Provided data section start

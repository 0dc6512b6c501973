//! Local note collection store.
//!
//! Holds the in-process copy of the user's notes together with the transient
//! view state (search query, favorites, view mode, editor draft), and applies
//! gateway responses to it. The store is single-threaded: operations take
//! `&self`, keep state behind `RefCell`/`Cell`, and never hold a borrow across
//! an `.await`, so several intents may be in flight on one task at a time.
//!
//! Favorite marks are a client-only annotation. They are never sent to the
//! remote and are lost when the store is dropped.

use std::cell::{Cell, RefCell};
use std::collections::{BTreeSet, HashSet};

use thiserror::Error;

use crate::draft::Draft;
use crate::error::{GatewayError, GatewayResult};
use crate::gateway::{NoteGateway, NotePayload};
use crate::models::{LoadState, Note, NoteId, ViewMode};
use crate::search::filter_notes;

pub type StoreResult<T> = Result<T, StoreError>;

#[derive(Debug, Error)]
pub enum StoreError {
    #[error(transparent)]
    Gateway(#[from] GatewayError),
    #[error("A note needs a title or some content")]
    EmptyNote,
    #[error("Notes are not available (store is {0})")]
    NotReady(LoadState),
    #[error("Note {0} already has a change in progress")]
    MutationInFlight(NoteId),
    #[error("Note not found: {0}")]
    NotFound(NoteId),
    #[error("The editor is not open")]
    EditorClosed,
    #[error("The note view has been closed")]
    Closed,
}

impl StoreError {
    /// The remote rejected the session; callers should leave the view.
    #[must_use]
    pub const fn is_session_expired(&self) -> bool {
        matches!(self, Self::Gateway(GatewayError::Auth(_)))
    }
}

#[derive(Debug, Default)]
struct Collection {
    notes: Vec<Note>,
    query: String,
    favorites: BTreeSet<NoteId>,
    view_mode: ViewMode,
    editor: Option<Draft>,
}

impl Collection {
    fn position(&self, id: NoteId) -> Option<usize> {
        self.notes.iter().position(|note| note.id == id)
    }

    /// Replace wholesale, keeping the first occurrence of any repeated id.
    fn replace_all(&mut self, notes: Vec<Note>) {
        let mut seen = HashSet::with_capacity(notes.len());
        self.notes = notes
            .into_iter()
            .filter(|note| seen.insert(note.id))
            .collect();
    }

    fn prepend(&mut self, note: Note) {
        self.notes.retain(|existing| existing.id != note.id);
        self.notes.insert(0, note);
    }

    fn replace(&mut self, note: Note) -> bool {
        match self.position(note.id) {
            Some(index) => {
                self.notes[index] = note;
                true
            }
            None => false,
        }
    }

    fn remove(&mut self, id: NoteId) {
        self.notes.retain(|note| note.id != id);
        self.favorites.remove(&id);
        if self
            .editor
            .as_ref()
            .is_some_and(|draft| draft.editing() == Some(id))
        {
            self.editor = None;
        }
    }
}

/// Marks a note id as having a mutation in flight until dropped.
struct InFlight<'a> {
    ids: &'a RefCell<HashSet<NoteId>>,
    id: NoteId,
}

impl<'a> InFlight<'a> {
    fn acquire(ids: &'a RefCell<HashSet<NoteId>>, id: NoteId) -> StoreResult<Self> {
        if !ids.borrow_mut().insert(id) {
            return Err(StoreError::MutationInFlight(id));
        }
        Ok(Self { ids, id })
    }
}

impl Drop for InFlight<'_> {
    fn drop(&mut self) {
        self.ids.borrow_mut().remove(&self.id);
    }
}

/// Reconciles the remote note collection with local view state.
pub struct NoteStore<G> {
    gateway: G,
    collection: RefCell<Collection>,
    load_state: Cell<LoadState>,
    in_flight: RefCell<HashSet<NoteId>>,
    session_expired: Cell<bool>,
    closed: Cell<bool>,
}

impl<G: NoteGateway> NoteStore<G> {
    pub fn new(gateway: G) -> Self {
        Self {
            gateway,
            collection: RefCell::new(Collection::default()),
            load_state: Cell::new(LoadState::Uninitialized),
            in_flight: RefCell::new(HashSet::new()),
            session_expired: Cell::new(false),
            closed: Cell::new(false),
        }
    }

    pub const fn gateway(&self) -> &G {
        &self.gateway
    }

    /// Fetch the full collection and replace the held copy.
    ///
    /// Safe to repeat once ready; each call replaces rather than merges. Any
    /// failure moves the store to `Failed`, which is terminal.
    pub async fn load(&self) -> StoreResult<usize> {
        self.ensure_open()?;
        let state = self.load_state.get();
        match state {
            LoadState::Loading | LoadState::Failed => return Err(StoreError::NotReady(state)),
            LoadState::Uninitialized => self.set_load_state(LoadState::Loading),
            LoadState::Ready => {}
        }

        let result = self.gateway.list_notes().await;
        if self.closed.get() {
            tracing::warn!("Discarding note list received after the store was closed");
            return Err(StoreError::Closed);
        }

        match result {
            Ok(notes) => {
                let mut collection = self.collection.borrow_mut();
                collection.replace_all(notes);
                let count = collection.notes.len();
                drop(collection);
                self.set_load_state(LoadState::Ready);
                tracing::info!(count, "Loaded notes");
                Ok(count)
            }
            Err(error) => {
                self.set_load_state(LoadState::Failed);
                Err(self.record_failure(error))
            }
        }
    }

    pub fn set_search_query(&self, query: impl Into<String>) -> StoreResult<()> {
        self.ensure_ready()?;
        self.collection.borrow_mut().query = query.into();
        Ok(())
    }

    /// Create a note remotely and prepend the returned record.
    ///
    /// Nothing is inserted before the remote answers, so the held note always
    /// carries the server-assigned id.
    pub async fn create(&self, title: &str, content: &str) -> StoreResult<Note> {
        self.ensure_ready()?;
        let payload = NotePayload::from_input(title, content).ok_or(StoreError::EmptyNote)?;

        let result = self.gateway.create_note(&payload).await;
        let note = self.settle(result, "create")?;

        self.collection.borrow_mut().prepend(note.clone());
        tracing::debug!(note_id = %note.id, "Created note");
        Ok(note)
    }

    /// Update a note remotely and swap in the returned record by id.
    pub async fn update(&self, id: NoteId, title: &str, content: &str) -> StoreResult<Note> {
        self.ensure_ready()?;
        let payload = NotePayload::from_input(title, content).ok_or(StoreError::EmptyNote)?;
        let _in_flight = InFlight::acquire(&self.in_flight, id)?;

        let result = self.gateway.update_note(id, &payload).await;
        let note = self.settle(result, "update")?;

        if !self.collection.borrow_mut().replace(note.clone()) {
            tracing::debug!(note_id = %id, "Updated note is no longer held locally");
        }
        Ok(note)
    }

    /// Delete a note remotely, then drop it and its favorite mark locally.
    ///
    /// A remote `NotFound` counts as already deleted.
    pub async fn remove(&self, id: NoteId) -> StoreResult<()> {
        self.ensure_ready()?;
        let _in_flight = InFlight::acquire(&self.in_flight, id)?;

        let result = match self.gateway.delete_note(id).await {
            Err(error) if error.is_not_found() => {
                tracing::debug!(note_id = %id, "Note was already deleted remotely");
                Ok(())
            }
            other => other,
        };
        self.settle(result, "delete")?;

        self.collection.borrow_mut().remove(id);
        Ok(())
    }

    /// Flip the favorite mark for `id`; returns whether it is now marked.
    pub fn toggle_favorite(&self, id: NoteId) -> StoreResult<bool> {
        self.ensure_ready()?;
        let mut collection = self.collection.borrow_mut();
        if collection.favorites.remove(&id) {
            return Ok(false);
        }
        collection.favorites.insert(id);
        Ok(true)
    }

    pub fn set_view_mode(&self, mode: ViewMode) -> StoreResult<()> {
        self.ensure_ready()?;
        self.collection.borrow_mut().view_mode = mode;
        Ok(())
    }

    pub fn toggle_view_mode(&self) -> StoreResult<ViewMode> {
        self.ensure_ready()?;
        let mut collection = self.collection.borrow_mut();
        collection.view_mode = collection.view_mode.toggled();
        Ok(collection.view_mode)
    }

    /// Open the editor on a new note (`None`) or on a held note.
    pub fn open_editor(&self, id: Option<NoteId>) -> StoreResult<()> {
        self.ensure_ready()?;
        let mut collection = self.collection.borrow_mut();
        let draft = match id {
            None => Draft::new(),
            Some(id) => {
                let note = collection
                    .notes
                    .iter()
                    .find(|note| note.id == id)
                    .ok_or(StoreError::NotFound(id))?;
                Draft::for_note(note)
            }
        };
        collection.editor = Some(draft);
        Ok(())
    }

    /// Edit a copy of the open draft and write it back.
    ///
    /// No borrow is held while `edit` runs, so it may read the store. The
    /// copy is discarded if `edit` closes the editor.
    pub fn with_draft<R>(&self, edit: impl FnOnce(&mut Draft) -> R) -> StoreResult<R> {
        let mut draft = self.draft().ok_or(StoreError::EditorClosed)?;
        let result = edit(&mut draft);
        if let Some(open) = self.collection.borrow_mut().editor.as_mut() {
            *open = draft;
        }
        Ok(result)
    }

    /// Commit the open draft; the editor closes only on success.
    pub async fn save_draft(&self) -> StoreResult<Note> {
        let draft = self.draft().ok_or(StoreError::EditorClosed)?;
        let saved = match draft.editing() {
            Some(id) => self.update(id, &draft.title, &draft.content).await?,
            None => self.create(&draft.title, &draft.content).await?,
        };

        let mut collection = self.collection.borrow_mut();
        if collection
            .editor
            .as_ref()
            .is_some_and(|open| open.editing() == draft.editing())
        {
            collection.editor = None;
        }
        Ok(saved)
    }

    pub fn close_editor(&self) {
        self.collection.borrow_mut().editor = None;
    }

    /// Tear the store down; responses still in flight are discarded.
    pub fn close(&self) {
        self.closed.set(true);
    }

    pub fn load_state(&self) -> LoadState {
        self.load_state.get()
    }

    /// Whether any gateway call reported an unauthenticated session.
    pub fn session_expired(&self) -> bool {
        self.session_expired.get()
    }

    pub fn is_closed(&self) -> bool {
        self.closed.get()
    }

    pub fn notes(&self) -> Vec<Note> {
        self.collection.borrow().notes.clone()
    }

    /// Held notes matching the current search query, in collection order.
    pub fn filtered_notes(&self) -> Vec<Note> {
        let collection = self.collection.borrow();
        filter_notes(&collection.notes, &collection.query)
    }

    pub fn note(&self, id: NoteId) -> Option<Note> {
        self.collection
            .borrow()
            .notes
            .iter()
            .find(|note| note.id == id)
            .cloned()
    }

    pub fn len(&self) -> usize {
        self.collection.borrow().notes.len()
    }

    pub fn is_empty(&self) -> bool {
        self.collection.borrow().notes.is_empty()
    }

    pub fn search_query(&self) -> String {
        self.collection.borrow().query.clone()
    }

    pub fn favorites(&self) -> BTreeSet<NoteId> {
        self.collection.borrow().favorites.clone()
    }

    pub fn is_favorite(&self, id: NoteId) -> bool {
        self.collection.borrow().favorites.contains(&id)
    }

    pub fn favorite_count(&self) -> usize {
        self.collection.borrow().favorites.len()
    }

    pub fn view_mode(&self) -> ViewMode {
        self.collection.borrow().view_mode
    }

    pub fn editor_open(&self) -> bool {
        self.collection.borrow().editor.is_some()
    }

    pub fn draft(&self) -> Option<Draft> {
        self.collection.borrow().editor.clone()
    }

    fn ensure_open(&self) -> StoreResult<()> {
        if self.closed.get() {
            Err(StoreError::Closed)
        } else {
            Ok(())
        }
    }

    fn ensure_ready(&self) -> StoreResult<()> {
        self.ensure_open()?;
        match self.load_state.get() {
            LoadState::Ready => Ok(()),
            state => Err(StoreError::NotReady(state)),
        }
    }

    fn set_load_state(&self, state: LoadState) {
        let previous = self.load_state.replace(state);
        if previous != state {
            tracing::debug!(%previous, %state, "Note store state changed");
        }
    }

    /// Drop responses for a closed store and record auth failures.
    fn settle<T>(&self, result: GatewayResult<T>, action: &'static str) -> StoreResult<T> {
        if self.closed.get() {
            tracing::warn!(action, "Discarding response received after the store was closed");
            return Err(StoreError::Closed);
        }
        result.map_err(|error| self.record_failure(error))
    }

    fn record_failure(&self, error: GatewayError) -> StoreError {
        if error.is_auth() {
            self.session_expired.set(true);
        }
        tracing::warn!("Note operation failed: {}", error);
        StoreError::Gateway(error)
    }
}

#[cfg(test)]
mod tests;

Provided data section end

● Directions
Pull every line containing "returned" out of the data above.

● Output of the task
    /// Create a note remotely and prepend the returned record.
    /// Update a note remotely and swap in the returned record by id.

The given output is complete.